Exercise data

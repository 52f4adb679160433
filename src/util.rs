use chrono::{Datelike, Days, NaiveDate};
use std::path::Path;

/// The Sunday starting the calendar week that contains `date`.
pub fn week_start(date: NaiveDate) -> NaiveDate {
    let back = date.weekday().num_days_from_sunday() as u64;
    date.checked_sub_days(Days::new(back)).unwrap_or(date)
}

pub fn display_name(path: &Path) -> String {
    path.file_name()
        .map(|n| n.to_string_lossy().to_string())
        .unwrap_or_else(|| path.to_string_lossy().to_string())
}

pub fn pluralize(count: u32, word: &str) -> String {
    if count == 1 {
        format!("{count} {word}")
    } else {
        format!("{count} {word}s")
    }
}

Requirement
Reproduce each of the records word for word.

Task result
repository 52f4adb679160433
filename src/util.rs
use chrono::{Datelike, Days, NaiveDate};
use std::path::Path;

/// The Sunday starting the calendar week that contains `date`.
pub fn week_start(date: NaiveDate) -> NaiveDate {
    let back = date.weekday().num_days_from_sunday() as u64;
    date.checked_sub_days(Days::new(back)).unwrap_or(date)
}

pub fn display_name(path: &Path) -> String {
    path.file_name()
        .map(|n| n.to_string_lossy().to_string())
        .unwrap_or_else(|| path.to_string_lossy().to_string())
}

pub fn pluralize(count: u32, word: &str) -> String {
    if count == 1 {
        format!("{count} {word}")
    } else {
        format!("{count} {word}s")
    }
}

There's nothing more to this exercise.